Salmon Burgers with Yogurt-Cucumber Sauce
 
 
by:
Serves: 6
Ingredients
  • 1½ pounds skinless salmon filet, finely chopped
  • 6 tablespoons chopped fresh dill, divided
  • 6 scallions, thinly sliced, divided
  • 2 teaspoons finely grated lemon zest
  • 12 saltine crackers, finely crumbled
  • 1 large egg, beaten
  • Salt and ground black pepper
  • 1 tablespoon olive oil
  • 1 cup Greek yogurt
  • ½ seedless (English) cucumber, coarsely grated and squeezed dry
  • 6 whole-wheat sandwich buns
Instructions
  1. Thoroughly mix salmon, ¼ cup of the dill, 4 of the scallions, lemon zest, crackers, egg, and a sprinkling of salt and pepper in medium bowl. Divide into 6 equal portions and form into firm patties. Cover and refrigerate until ready to grill.
  2. About 20 minutes before serving, heat gas grill, with all burners on high for about 10 minutes. Use a wire brush to clean grill rack, then use tongs to wipe an oil-soaked rag over it. Close lid and return to temperature. Alternatively, build a hot charcoal fire.

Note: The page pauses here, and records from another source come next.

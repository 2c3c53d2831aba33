//! Letters Page
//!
//! Letter requests; approvers approve them or reject with a reason.

use leptos::prelude::*;
use remote_collection::{ActionKind, FilterCriteria, FilterValue, ModalSlot, SortSpec};

use crate::api;
use crate::components::{ChoiceFilter, ListStatus, Modal, ReasonForm, SearchInput, SortSelect, StatusBadge};
use crate::context::use_app_context;
use crate::list::{use_list_controller, ListHandle, Notice};
use crate::models::{choice_label, date_part, Letter, Role, LETTER_STATUSES};

const SEARCH_FIELDS: &[&str] = &["subject", "recipient"];

const APPROVED: Notice = Notice::new("Letter approved", "Failed to approve letter");
const REJECTED: Notice = Notice::new("Letter rejected", "Failed to reject letter");

#[component]
pub fn LettersPage() -> impl IntoView {
    let list = use_list_controller(api::letter_list);

    let search = RwSignal::new(String::new());
    let status = RwSignal::new(String::new());
    let sort = RwSignal::new(SortSpec::default());

    let rows = move || {
        let criteria = FilterCriteria::new(SEARCH_FIELDS)
            .with_search(search.get())
            .with_filter("status", FilterValue::from_option(&status.get()));
        list.rows(&criteria, sort.get())
    };

    let submit_reject = move |_: ()| {
        let Some(letter) = list.peek_modals(|m| m.confirm(ModalSlot::Reject)) else { return };
        let request = list
            .peek_modals(|m| m.submit_reason())
            .and_then(|reason| api::reject_letter(&letter.id, &reason));
        match request {
            Ok(request) => list.dispatch_from_modal(ModalSlot::Reject, request, REJECTED),
            Err(err) => list.reject_input(err.user_message("A rejection reason is required")),
        }
    };

    let reject_title = move || {
        list.target(ModalSlot::Reject)
            .map(|l| format!("Reject: {}", l.subject))
            .unwrap_or_default()
    };

    view! {
        <div class="page letters-page">
            <div class="page-toolbar">
                <SearchInput value=search placeholder="Search subject or recipient..." />
                <ChoiceFilter value=status choices=LETTER_STATUSES any_label="All statuses" />
                <SortSelect value=sort />
                <button class="btn btn-secondary" on:click=move |_| list.refresh()>"Refresh"</button>
            </div>

            <ListStatus
                loading=Signal::derive(move || list.is_loading())
                error=Signal::derive(move || list.error())
                empty=Signal::derive(move || list.is_empty())
                empty_text="No letter requests"
                on_retry=move |_| list.refresh()
            />

            <table class="data-table">
                <thead>
                    <tr>
                        <th>"Number"</th>
                        <th>"Subject"</th>
                        <th>"Recipient"</th>
                        <th>"Requested by"</th>
                        <th>"Date"</th>
                        <th>"Status"</th>
                        <th></th>
                    </tr>
                </thead>
                <tbody>
                    {move || rows().into_iter().map(|letter| view! { <LetterRow letter=letter list=list /> }).collect_view()}
                </tbody>
            </table>

            <Modal
                title=Signal::derive(reject_title)
                open=Signal::derive(move || list.is_open(ModalSlot::Reject))
                on_close=move |_| list.cancel(ModalSlot::Reject)
            >
                <ReasonForm
                    reason=Signal::derive(move || list.with_modals(|m| m.reason().text().to_string()))
                    on_input=move |text: String| list.update_modals(|m| m.set_reason(text))
                    on_submit=submit_reject
                    on_cancel=move |_| list.cancel(ModalSlot::Reject)
                    busy=Signal::derive(move || list.is_busy())
                />
            </Modal>
        </div>
    }
}

#[component]
fn LetterRow(letter: Letter, list: ListHandle<Letter>) -> impl IntoView {
    let ctx = use_app_context();
    let id = letter.id.clone();
    let approving = {
        let id = id.clone();
        move || list.is_pending_for(ActionKind::Approve, &id)
    };
    let busy_row = move || list.with_collection(|c| c.pending().is_some_and(|p| p.entity_id.as_ref() == Some(&id)));
    let pending = letter.is_pending();
    let approve_id = letter.id.clone();
    let reject_target = letter.clone();

    view! {
        <tr class:row-busy=busy_row>
            <td class="mono">{letter.letter_number.clone().unwrap_or_else(|| "-".into())}</td>
            <td>
                {letter.subject.clone()}
                {letter.rejection_reason.clone().map(|r| view! { <div class="row-subtitle">"Rejected: " {r}</div> })}
            </td>
            <td>{letter.recipient.clone()}</td>
            <td>{letter.requester_name.clone().unwrap_or_else(|| "-".into())}</td>
            <td>{letter.created_at.as_deref().map(date_part).unwrap_or("-").to_string()}</td>
            <td>
                <StatusBadge status=letter.status.clone() label=choice_label(LETTER_STATUSES, &letter.status) />
            </td>
            <td class="row-actions">
                <Show when=move || pending && ctx.allows(Role::can_approve_letters)>
                    {
                        let id = approve_id.clone();
                        let target = reject_target.clone();
                        let approving = approving.clone();
                        view! {
                            <button
                                class="btn btn-small btn-primary"
                                disabled=move || list.is_busy()
                                on:click=move |_| list.dispatch(api::approve_letter(&id), APPROVED)
                            >
                                {move || if approving() { "Approving..." } else { "Approve" }}
                            </button>
                            <button
                                class="btn btn-small btn-danger"
                                disabled=move || list.is_busy()
                                on:click=move |_| list.open(ModalSlot::Reject, target.clone())
                            >
                                "Reject"
                            </button>
                        }
                    }
                </Show>
            </td>
        </tr>
    }
}
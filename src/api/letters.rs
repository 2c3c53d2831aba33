//! Letter Endpoints

use remote_collection::{ActionKind, ActionRequest, ApiResult, CollectionQuery, Method};
use std::rc::Rc;

use super::{HttpClient, RemoteList};
use crate::models::Letter;

pub const LETTERS: &str = "/letters";

pub fn letter_list(client: Rc<HttpClient>) -> RemoteList<Letter> {
    RemoteList::new(client, LETTERS, CollectionQuery::all()).with_load_error("Failed to load letters")
}

pub fn approve_letter(id: &str) -> ActionRequest<Letter> {
    ActionRequest::transition(ActionKind::Approve, id.to_string(), Method::Post, format!("{}/{}/approve", LETTERS, id))
        .patch_on_empty(|l: &mut Letter| l.status = "APPROVED".to_string())
}

pub fn reject_letter(id: &str, reason: &str) -> ApiResult<ActionRequest<Letter>> {
    let reason_kept = reason.trim().to_string();
    let request = ActionRequest::reject(id.to_string(), format!("{}/{}/reject", LETTERS, id), "rejectionReason", reason)?;
    Ok(request.patch_on_empty(move |l: &mut Letter| {
        l.status = "REJECTED".to_string();
        l.rejection_reason = Some(reason_kept);
    }))
}
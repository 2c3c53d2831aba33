//! Archive Modal
//!
//! Creates an archive entry from a completed project or event.

use leptos::prelude::*;

use crate::components::Modal;
use crate::models::{ArchiveSource, CreateArchiveRequest, ARCHIVE_TYPES};

#[component]
pub fn ArchiveModal(
    source: ArchiveSource,
    #[prop(into)] open: Signal<bool>,
    /// Id and name of the project or event being archived
    #[prop(into)] target: Signal<Option<(String, String)>>,
    #[prop(into)] busy: Signal<bool>,
    #[prop(into)] on_submit: Callback<CreateArchiveRequest>,
    #[prop(into)] on_cancel: Callback<()>,
) -> impl IntoView {
    let title = RwSignal::new(String::new());
    let archive_type = RwSignal::new(String::from("DOCUMENT"));
    let description = RwSignal::new(String::new());
    let publish_location = RwSignal::new(String::new());
    let publish_date = RwSignal::new(String::new());

    // Prefill from the newly targeted entity
    Effect::new(move |previous: Option<Option<String>>| {
        let current = target.get();
        let id = current.as_ref().map(|(id, _)| id.clone());
        if let Some((_, name)) = current {
            if previous.flatten() != id {
                title.set(name);
                description.set(String::new());
                publish_location.set(String::new());
                publish_date.set(String::new());
            }
        }
        id
    });

    let submit = move |ev: web_sys::SubmitEvent| {
        ev.prevent_default();
        let Some((id, _)) = target.get_untracked() else { return };
        let request = CreateArchiveRequest::from_source(source, &id, &title.get_untracked(), &archive_type.get_untracked())
            .with_details(&description.get_untracked(), &publish_location.get_untracked(), &publish_date.get_untracked());
        on_submit.run(request);
    };

    let heading = move || {
        let name = target.with(|t| t.as_ref().map(|(_, name)| name.clone()).unwrap_or_default());
        format!("Archive: {}", name)
    };

    view! {
        <Modal title=Signal::derive(heading) open=open on_close=on_cancel>
            <form class="modal-form" on:submit=submit>
                <label>
                    "Title"
                    <input type="text" prop:value=move || title.get() on:input=move |ev| title.set(event_target_value(&ev)) />
                </label>
                <label>
                    "Type"
                    <select on:change=move |ev| archive_type.set(event_target_value(&ev))>
                        {ARCHIVE_TYPES
                            .iter()
                            .map(|(value, label)| {
                                let value = *value;
                                view! { <option value=value selected=move || archive_type.get() == value>{*label}</option> }
                            })
                            .collect_view()}
                    </select>
                </label>
                <label>
                    "Description"
                    <textarea rows="3" prop:value=move || description.get() on:input=move |ev| description.set(event_target_value(&ev))></textarea>
                </label>
                <label>
                    "Publish location"
                    <input
                        type="text"
                        placeholder="Drive link or shelf"
                        prop:value=move || publish_location.get()
                        on:input=move |ev| publish_location.set(event_target_value(&ev))
                    />
                </label>
                <label>
                    "Publish date"
                    <input type="date" prop:value=move || publish_date.get() on:input=move |ev| publish_date.set(event_target_value(&ev)) />
                </label>
                <div class="modal-actions">
                    <button type="button" class="btn btn-secondary" on:click=move |_| on_cancel.run(())>"Cancel"</button>
                    <button type="submit" class="btn btn-primary" disabled=move || busy.get()>"Archive"</button>
                </div>
            </form>
        </Modal>
    }
}
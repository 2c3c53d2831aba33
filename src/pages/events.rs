//! Events Page
//!
//! Event list with delete and archive, plus the admin create form with
//! its schedule rows.

use leptos::prelude::*;
use remote_collection::{ActionKind, FilterCriteria, FilterValue, ModalSlot, SortSpec};

use super::archive_modal::ArchiveModal;
use crate::api;
use super::load_member_options;
use crate::components::{ChoiceFilter, ConfirmModal, ListStatus, Modal, SearchInput, SortSelect, StatusBadge};
use crate::context::use_app_context;
use crate::list::{use_list_controller, ListHandle, Notice};
use crate::models::{
    choice_label, date_part, ArchiveSource, CreateArchiveRequest, CreateEventRequest, Event, EventScheduleRequest, Member,
    Role, EVENT_STATUSES,
};

const SEARCH_FIELDS: &[&str] = &["name", "eventCode"];

const CREATED: Notice = Notice::new("Event created", "Failed to create event");
const DELETED: Notice = Notice::new("Event deleted", "Failed to delete event");
const ARCHIVED: Notice = Notice::new("Event archived", "Failed to archive event");

#[component]
pub fn EventsPage() -> impl IntoView {
    let ctx = use_app_context();
    let list = use_list_controller(api::event_list);

    let search = RwSignal::new(String::new());
    let status = RwSignal::new(String::new());
    let sort = RwSignal::new(SortSpec::default());

    let rows = move || {
        let criteria = FilterCriteria::new(SEARCH_FIELDS)
            .with_search(search.get())
            .with_filter("status", FilterValue::from_option(&status.get()));
        list.rows(&criteria, sort.get())
    };

    let confirm_delete = move |_: ()| {
        if let Some(event) = list.peek_modals(|m| m.confirm(ModalSlot::DeleteConfirm)) {
            list.dispatch_from_modal(ModalSlot::DeleteConfirm, api::delete_event(&event.id), DELETED);
        }
    };

    let submit_archive = move |archive: CreateArchiveRequest| {
        let Some(event) = list.peek_modals(|m| m.confirm(ModalSlot::Archive)) else { return };
        match api::archive_event(&event.id, &archive) {
            Ok(request) => list.dispatch_from_modal(ModalSlot::Archive, request, ARCHIVED),
            Err(err) => list.reject_input(err.user_message(ARCHIVED.failure)),
        }
    };

    view! {
        <div class="page events-page">
            <div class="page-toolbar">
                <SearchInput value=search placeholder="Search name or code..." />
                <ChoiceFilter value=status choices=EVENT_STATUSES any_label="All statuses" />
                <SortSelect value=sort />
                <button class="btn btn-secondary" on:click=move |_| list.refresh()>"Refresh"</button>
                <Show when=move || ctx.allows(Role::is_admin)>
                    <button class="btn btn-primary" on:click=move |_| list.open_blank(ModalSlot::Create)>"New event"</button>
                </Show>
            </div>

            <ListStatus
                loading=Signal::derive(move || list.is_loading())
                error=Signal::derive(move || list.error())
                empty=Signal::derive(move || list.is_empty())
                empty_text="No events yet"
                on_retry=move |_| list.refresh()
            />

            <table class="data-table">
                <thead>
                    <tr>
                        <th>"Code"</th>
                        <th>"Name"</th>
                        <th>"Date"</th>
                        <th>"Location"</th>
                        <th>"PIC"</th>
                        <th>"Status"</th>
                        <th>"Actions"</th>
                    </tr>
                </thead>
                <tbody>
                    {move || rows().into_iter().map(|event| view! { <EventRow event=event list=list /> }).collect_view()}
                </tbody>
            </table>

            <ConfirmModal
                title="Delete event"
                message=Signal::derive(move || {
                    list.target(ModalSlot::DeleteConfirm)
                        .map(|e| format!("Delete {}? This cannot be undone.", e.name))
                        .unwrap_or_default()
                })
                open=Signal::derive(move || list.is_open(ModalSlot::DeleteConfirm))
                busy=Signal::derive(move || list.is_busy())
                on_confirm=confirm_delete
                on_cancel=move |_| list.cancel(ModalSlot::DeleteConfirm)
            />

            <ArchiveModal
                source=ArchiveSource::Event
                open=Signal::derive(move || list.is_open(ModalSlot::Archive))
                target=Signal::derive(move || list.target(ModalSlot::Archive).map(|e| (e.id, e.name)))
                busy=Signal::derive(move || list.is_busy())
                on_submit=submit_archive
                on_cancel=move |_| list.cancel(ModalSlot::Archive)
            />

            <CreateEventModal list=list />
        </div>
    }
}

#[component]
fn EventRow(event: Event, list: ListHandle<Event>) -> impl IntoView {
    let ctx = use_app_context();
    let id = event.id.clone();
    let deleting = move || list.is_pending_for(ActionKind::Delete, &id);
    let completed = event.is_completed();
    let archive_target = event.clone();
    let delete_target = event.clone();

    let dates = match (event.start_date.as_deref(), event.end_date.as_deref()) {
        (Some(start), Some(end)) if date_part(start) != date_part(end) => {
            format!("{} to {}", date_part(start), date_part(end))
        }
        (Some(start), _) => date_part(start).to_string(),
        _ => "-".to_string(),
    };

    view! {
        <tr class:row-busy=deleting>
            <td class="mono">{event.event_code.clone()}</td>
            <td>{event.name.clone()}</td>
            <td>{dates}</td>
            <td>{event.location.clone().unwrap_or_else(|| "-".into())}</td>
            <td>{event.pic_display().to_string()}</td>
            <td>
                <StatusBadge status=event.status.clone() label=choice_label(EVENT_STATUSES, &event.status) />
            </td>
            <td class="row-actions">
                <Show when=move || completed && ctx.allows(Role::can_archive)>
                    {
                        let target = archive_target.clone();
                        view! {
                            <button
                                class="btn btn-small"
                                disabled=move || list.is_busy()
                                on:click=move |_| list.open(ModalSlot::Archive, target.clone())
                            >
                                "Archive"
                            </button>
                        }
                    }
                </Show>
                <Show when=move || ctx.allows(Role::can_delete)>
                    {
                        let target = delete_target.clone();
                        view! {
                            <button
                                class="btn btn-small btn-danger"
                                disabled=move || list.is_busy()
                                on:click=move |_| list.open(ModalSlot::DeleteConfirm, target.clone())
                            >
                                "Delete"
                            </button>
                        }
                    }
                </Show>
            </td>
        </tr>
    }
}

/// Schedule row being edited; `row` keys it across re-renders
#[derive(Debug, Clone, PartialEq)]
struct ScheduleDraft {
    row: u32,
    schedule: EventScheduleRequest,
}

#[component]
fn CreateEventModal(list: ListHandle<Event>) -> impl IntoView {
    let ctx = use_app_context();
    let name = RwSignal::new(String::new());
    let description = RwSignal::new(String::new());
    let start_date = RwSignal::new(String::new());
    let end_date = RwSignal::new(String::new());
    let pic_id = RwSignal::new(String::new());
    let schedules = RwSignal::new(Vec::<ScheduleDraft>::new());
    let next_row = StoredValue::new(0u32);
    let members = RwSignal::new(Vec::<Member>::new());

    Effect::new(move |was_open: Option<bool>| {
        let open = list.is_open(ModalSlot::Create);
        if open && was_open != Some(true) {
            load_member_options(ctx, members);
            name.set(String::new());
            description.set(String::new());
            start_date.set(String::new());
            end_date.set(String::new());
            pic_id.set(String::new());
            schedules.set(Vec::new());
        }
        open
    });

    let add_schedule = move || {
        next_row.update_value(|n| *n += 1);
        let row = next_row.get_value();
        // new rows start on the event's first day
        let schedule = EventScheduleRequest::on(&start_date.get_untracked());
        schedules.update(|s| s.push(ScheduleDraft { row, schedule }));
    };

    let submit = move |ev: web_sys::SubmitEvent| {
        ev.prevent_default();
        let request = CreateEventRequest {
            name: name.get_untracked().trim().to_string(),
            description: description.get_untracked().trim().to_string(),
            start_date: start_date.get_untracked(),
            end_date: end_date.get_untracked(),
            pic_id: pic_id.get_untracked(),
            schedules: schedules.with_untracked(|s| s.iter().map(|d| d.schedule.clone()).collect()),
        };
        match api::create_event(&request) {
            Ok(action) => list.dispatch_from_modal(ModalSlot::Create, action, CREATED),
            Err(err) => list.reject_input(err.user_message(CREATED.failure)),
        }
    };

    view! {
        <Modal
            title="New event"
            open=Signal::derive(move || list.is_open(ModalSlot::Create))
            on_close=move |_| list.cancel(ModalSlot::Create)
        >
            <form class="modal-form" on:submit=submit>
                <label>
                    "Name"
                    <input
                        type="text"
                        placeholder="IoT Basics Workshop"
                        prop:value=move || name.get()
                        on:input=move |ev| name.set(event_target_value(&ev))
                    />
                </label>
                <label>
                    "Start date"
                    <input type="date" prop:value=move || start_date.get() on:input=move |ev| start_date.set(event_target_value(&ev)) />
                </label>
                <label>
                    "End date"
                    <input type="date" prop:value=move || end_date.get() on:input=move |ev| end_date.set(event_target_value(&ev)) />
                </label>
                <label>
                    "Person in charge"
                    <select on:change=move |ev| pic_id.set(event_target_value(&ev))>
                        <option value="" selected=move || pic_id.get().is_empty()>"Choose a member"</option>
                        {move || {
                            members
                                .get()
                                .into_iter()
                                .map(|m| {
                                    let id = m.id.clone();
                                    let label = m.option_label();
                                    view! { <option value=m.id selected=move || pic_id.get() == id>{label}</option> }
                                })
                                .collect_view()
                        }}
                    </select>
                    <small class="form-hint">"Other committee members can be added after the event is created."</small>
                </label>
                <label>
                    "Description"
                    <textarea rows="3" prop:value=move || description.get() on:input=move |ev| description.set(event_target_value(&ev))></textarea>
                </label>

                <div class="schedule-section">
                    <div class="schedule-header">
                        <h3>"Schedule"</h3>
                        <button type="button" class="btn btn-secondary btn-small" on:click=move |_| add_schedule()>"Add session"</button>
                    </div>
                    <Show when=move || schedules.with(Vec::is_empty)>
                        <p class="empty-hint">"No sessions yet."</p>
                    </Show>
                    <For
                        each=move || schedules.with(|s| s.iter().map(|d| d.row).collect::<Vec<_>>())
                        key=|row| *row
                        children=move |row| view! { <ScheduleRow row=row schedules=schedules /> }
                    />
                </div>

                <div class="modal-actions">
                    <button type="button" class="btn btn-secondary" on:click=move |_| list.cancel(ModalSlot::Create)>"Cancel"</button>
                    <button type="submit" class="btn btn-primary" disabled=move || list.is_busy()>"Create"</button>
                </div>
            </form>
        </Modal>
    }
}

/// Inputs write straight into the draft list; rows are keyed so typing
/// does not rebuild them
#[component]
fn ScheduleRow(row: u32, schedules: RwSignal<Vec<ScheduleDraft>>) -> impl IntoView {
    let initial = schedules
        .with_untracked(|s| s.iter().find(|d| d.row == row).map(|d| d.schedule.clone()))
        .unwrap_or_else(|| EventScheduleRequest::on(""));
    let edit = move |apply: fn(&mut EventScheduleRequest, String), value: String| {
        schedules.update(|s| {
            if let Some(draft) = s.iter_mut().find(|d| d.row == row) {
                apply(&mut draft.schedule, value);
            }
        });
    };

    view! {
        <div class="schedule-row">
            <label>
                "Title"
                <input
                    type="text"
                    placeholder="Session 1 - Introduction"
                    value=initial.title
                    on:input=move |ev| edit(|s, v| s.title = v, event_target_value(&ev))
                />
            </label>
            <label>
                "Date"
                <input type="date" value=initial.activity_date on:input=move |ev| edit(|s, v| s.activity_date = v, event_target_value(&ev)) />
            </label>
            <label>
                "Location"
                <input type="text" value=initial.location on:input=move |ev| edit(|s, v| s.location = v, event_target_value(&ev)) />
            </label>
            <label>
                "Starts"
                <input type="time" value=initial.start_time on:input=move |ev| edit(|s, v| s.start_time = v, event_target_value(&ev)) />
            </label>
            <label>
                "Ends"
                <input type="time" value=initial.end_time on:input=move |ev| edit(|s, v| s.end_time = v, event_target_value(&ev)) />
            </label>
            <button
                type="button"
                class="btn btn-small btn-danger"
                on:click=move |_| schedules.update(|s| s.retain(|d| d.row != row))
            >
                "Remove"
            </button>
        </div>
    }
}
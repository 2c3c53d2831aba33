//! Pages
//!
//! One component per screen of the dashboard, plus the login screen.

mod activity_logs;
mod archive_modal;
mod archives;
mod dashboard;
mod events;
mod finance;
mod letters;
mod login;
mod members;
mod periods;
mod profile;
mod projects;

pub use activity_logs::ActivityLogsPage;
pub use archives::ArchivesPage;
pub use dashboard::DashboardPage;
pub use events::EventsPage;
pub use finance::FinancePage;
pub use letters::LettersPage;
pub use login::LoginPage;
pub use members::MembersPage;
pub use periods::PeriodsPage;
pub use profile::ProfilePage;
pub use projects::ProjectsPage;

use leptos::prelude::*;
use leptos::task::spawn_local;

use crate::context::AppContext;
use crate::models::Member;

/// Fill `into` with the PIC picker options unless already loaded
fn load_member_options(ctx: AppContext, into: RwSignal<Vec<Member>>) {
    if !into.with_untracked(Vec::is_empty) {
        return;
    }
    let client = ctx.client();
    let page_size = ctx.page_size();
    spawn_local(async move {
        match crate::api::fetch_member_options(&client, page_size).await {
            Ok(members) => {
                into.try_set(members);
            }
            Err(err) => log::warn!("member options unavailable: {}", err),
        }
    });
}
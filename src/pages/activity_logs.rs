//! Activity Logs Page

use chrono::Utc;
use leptos::prelude::*;
use remote_collection::{FilterCriteria, FilterValue, SortSpec};

use crate::api;
use crate::components::{ChoiceFilter, ListStatus, SearchInput, SortSelect, StatusBadge};
use crate::list::use_list_controller;
use crate::models::{choice_label, ActivityLog, ACTIONS, TARGET_TYPES, UNKNOWN_TARGET};

const SEARCH_FIELDS: &[&str] = &["userName", "targetName", "details"];

#[component]
pub fn ActivityLogsPage() -> impl IntoView {
    let list = use_list_controller(api::activity_list);

    let search = RwSignal::new(String::new());
    let action = RwSignal::new(String::new());
    let target_type = RwSignal::new(String::new());
    let sort = RwSignal::new(SortSpec::Newest);

    let rows = move || {
        let criteria = FilterCriteria::new(SEARCH_FIELDS)
            .with_search(search.get())
            .with_filter("action", FilterValue::from_option(&action.get()))
            .with_filter("targetType", FilterValue::from_option(&target_type.get()));
        list.rows(&criteria, sort.get())
    };

    view! {
        <div class="page activity-page">
            <div class="page-toolbar">
                <SearchInput value=search placeholder="Search user, target or details..." />
                <ChoiceFilter value=action choices=ACTIONS any_label="All actions" />
                <ChoiceFilter value=target_type choices=TARGET_TYPES any_label="All targets" />
                <SortSelect value=sort />
                <button class="btn btn-secondary" disabled=move || list.is_loading() on:click=move |_| list.refresh()>
                    {move || if list.is_loading() { "Refreshing..." } else { "Refresh" }}
                </button>
            </div>

            <ListStatus
                loading=Signal::derive(move || list.is_loading())
                error=Signal::derive(move || list.error())
                empty=Signal::derive(move || list.is_empty())
                empty_text="No activity recorded"
                on_retry=move |_| list.refresh()
            />

            <ul class="activity-list">
                {move || {
                    let now = Utc::now();
                    rows().into_iter().map(|log| activity_item(log, now)).collect_view()
                }}
            </ul>
        </div>
    }
}

fn activity_item(log: ActivityLog, now: chrono::DateTime<Utc>) -> impl IntoView {
    let when = log.display_time(now);
    let target = if log.target_type == UNKNOWN_TARGET {
        log.target_name.clone()
    } else {
        format!("{} {}", choice_label(TARGET_TYPES, &log.target_type), log.target_name)
    };

    view! {
        <li class="activity-item">
            <StatusBadge status=log.action.clone() label=choice_label(ACTIONS, &log.action) />
            <div class="activity-body">
                <span class="activity-user">{log.user_name}</span>
                " "
                <span class="activity-target">{target}</span>
                {log.details.map(|d| view! { <div class="activity-details">{d}</div> })}
            </div>
            <span class="activity-time">{when}</span>
        </li>
    }
}
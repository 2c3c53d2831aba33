//! Lab UI Entry Point

mod api;
mod app;
mod components;
mod config;
mod context;
mod list;
mod logging;
mod models;
mod pages;
mod store;

use app::App;
use config::AppConfig;
use leptos::prelude::*;

fn main() {
    console_error_panic_hook::set_once();
    let config = AppConfig::load();
    logging::init(config.log_level);
    log::info!("lab ui starting against {}", config.api_base_url);
    mount_to_body(move || view! { <App config=config /> });
}
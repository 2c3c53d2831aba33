//! Confirm Button Component
//!
//! Inline two-step button for row actions.

use leptos::prelude::*;

/// Inline confirmation button
///
/// Shows `label` initially. When clicked, shows `prompt` with ✓/✗ buttons.
///
/// # Arguments
/// * `button_class` - CSS class for the initial button
/// * `disabled` - Blocks the first click, e.g. while another action is pending
/// * `on_confirm` - Callback to execute when user confirms
#[component]
pub fn ConfirmButton(
    #[prop(into)] label: String,
    #[prop(into)] prompt: String,
    #[prop(into)] button_class: String,
    #[prop(into)] disabled: Signal<bool>,
    #[prop(into)] on_confirm: Callback<()>,
) -> impl IntoView {
    let (confirming, set_confirming) = signal(false);

    view! {
        <Show when=move || !confirming.get()>
            <button
                class=button_class.clone()
                disabled=move || disabled.get()
                on:click=move |ev| {
                    ev.stop_propagation();
                    set_confirming.set(true);
                }
            >
                {label.clone()}
            </button>
        </Show>
        <Show when=move || confirming.get()>
            <span class="inline-confirm">
                <span class="inline-confirm-text">{prompt.clone()}</span>
                <button
                    class="confirm-btn"
                    on:click=move |ev| {
                        ev.stop_propagation();
                        set_confirming.set(false);
                        on_confirm.run(());
                    }
                >
                    "✓"
                </button>
                <button
                    class="cancel-btn"
                    on:click=move |ev| {
                        ev.stop_propagation();
                        set_confirming.set(false);
                    }
                >
                    "✗"
                </button>
            </span>
        </Show>
    }
}
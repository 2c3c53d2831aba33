//! REST API Bindings
//!
//! The HTTP client plus endpoint wrappers, organized by domain. List
//! screens get a configured `ListController`; mutations are built as
//! `ActionRequest`s so the controller can reconcile the list.

mod activity;
mod archives;
mod auth;
mod dashboard;
mod events;
mod finance;
mod http;
mod letters;
mod members;
mod periods;
mod projects;

pub use activity::*;
pub use archives::*;
pub use auth::*;
pub use dashboard::*;
pub use events::*;
pub use finance::*;
pub use http::HttpClient;
pub use letters::*;
pub use members::*;
pub use periods::*;
pub use projects::*;

use remote_collection::ListController;

/// List controller talking to the backend
pub type RemoteList<T> = ListController<T, HttpClient>;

  3. Lightly brush burgers with oil and place on hot grill rack; cook, covered, until first side develops impressive grill marks, about 3 minutes. Turn and grill, covered, on remaining side, 2 to 3 to minutes longer. Grill buns until spotty brown and warm, just a minute.
  4. Meanwhile, mix yogurt with remaining 2 tablespoons of dill, 2 scallions, and a sprinkling of salt. To serve, spread a portion of sauce over each bun half. Set burger on bun bottom. Cap with bun top and serve immediately.